Da un punto di vista religioso non ho dubbi. Dipende se siamo capaci di aprirci al mistero della vita e al concetto di dignità della persona abbandonando i personalismi. Sono i nostri comportamenti che devono cambiare perché la pace degli uomini è prima di tutto condivisione. “Gloria a Dio e pace agli uomini che egli ama”: è una condizione in cui ci si relaziona abbandonando le contrapposizioni.
Che auguri e quali preghiere formula per la sua Diocesi?

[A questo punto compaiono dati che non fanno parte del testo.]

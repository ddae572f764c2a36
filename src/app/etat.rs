//! src/app/etat.rs
//!
//! État UI (sans vue).
//!
//! Rôle : contenir l’état de la calculatrice (affichage, résultat, erreur, démarche)
//! et relier la composition au noyau.
//!
//! Contrats :
//! - Le noyau est appelé seulement sur `=` (ou Enter).
//! - Une erreur ne détruit pas l’entrée : on l’affiche, on la journalise, c’est tout.

use crate::noyau::{calculer, demarche, Demarche, ErreurEval};

use super::composition::{Commande, Composeur, Touche};
use super::reglages::Reglages;

#[derive(Clone, Debug)]
pub struct AppCalc {
    // --- entrée utilisateur ---
    pub composeur: Composeur,

    // --- sorties ---
    pub expression: String, // dernière expression évaluée avec succès
    pub erreur: String,     // message d’erreur (si l’évaluation échoue)

    // --- démarche (panneau d’explication) ---
    pub demarche: Demarche,

    // --- paramètres ---
    pub reglages: Reglages,
}

impl Default for AppCalc {
    fn default() -> Self {
        Self::new(Reglages::default())
    }
}

impl AppCalc {
    pub fn new(reglages: Reglages) -> Self {
        Self {
            composeur: Composeur::new(reglages.shift),
            expression: String::new(),
            erreur: String::new(),
            demarche: Demarche::default(),
            reglages,
        }
    }

    /// Texte affiché (tampon de composition).
    pub fn affichage(&self) -> &str {
        &self.composeur.tampon
    }

    pub fn shift_actif(&self) -> bool {
        self.composeur.shift.actif
    }

    /* ------------------------ Actions “touches” ------------------------ */

    /// Point d’entrée unique des boutons et du clavier.
    pub fn appuyer(&mut self, t: Touche) {
        if t == Touche::Effacer {
            self.clear_resultats();
        }
        if let Some(Commande::Evaluer) = self.composeur.appuyer(t) {
            self.evaluer();
        }
    }

    /// AC : remise à zéro totale (entrée + résultats + Shift).
    pub fn reset_total(&mut self) {
        self.composeur = Composeur::new(self.reglages.shift);
        self.clear_resultats();
    }

    /// Efface résultat + erreur + démarche (sans toucher à l’entrée).
    pub fn clear_resultats(&mut self) {
        self.expression.clear();
        self.erreur.clear();
        self.demarche = Demarche::default();
    }

    /// Place une erreur ; l’entrée reste telle quelle pour être corrigée.
    pub fn set_erreur(&mut self, e: &ErreurEval) {
        self.erreur = format!("Erreur : {e}");
        self.demarche = Demarche::default();
    }

    /// Dépose un résultat : l’affichage est remplacé par le texte arrondi.
    pub fn set_resultat(&mut self, texte: String, demarche: Demarche) {
        self.erreur.clear();
        self.expression = std::mem::take(&mut self.composeur.tampon);
        self.composeur.remplacer(texte);
        self.demarche = demarche;
    }

    /// Évalue l’affichage via le noyau. Affichage vide => rien.
    pub fn evaluer(&mut self) {
        let s = self.composeur.tampon.trim();
        if s.is_empty() {
            return;
        }

        match calculer(s, self.reglages.decimales) {
            Ok(texte) => {
                let d = demarche(s);
                tracing::debug!(expr = s, resultat = %texte, rpn = %d.rpn, "évaluation");
                self.set_resultat(texte, d);
            }
            Err(e) => {
                tracing::warn!(expr = s, erreur = %e, "évaluation échouée");
                self.set_erreur(&e);
            }
        }
    }
}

La fede è un dono e una responsabilità a cui tendere la vita. Ognuno di noi deve coltivarla per dare il suo contributo perché ciascuno di noi ha l’opportunità di dare un significato alla vita. Leggevo tempo fa i versi di una poesia di Giovanni Papini, noto anticlericale poi convertito, in cui recita: “Anche se Cristo nascesse mille e diecimila volte a Betlemme, a nulla ti gioverà se non nasce almeno una volta nel tuo cuore”. Ecco io credo che non può essere Natale se non interiorizziamo questo concetto e se non restituiamo il valore della persona. Perché affascina tanto papa Francesco? Perché la sua “umanità” lo rende persona. Abbiamo tutti bisogno di semplicità, di umiltà. Papa Francesco è un uomo, ma è anche Papa.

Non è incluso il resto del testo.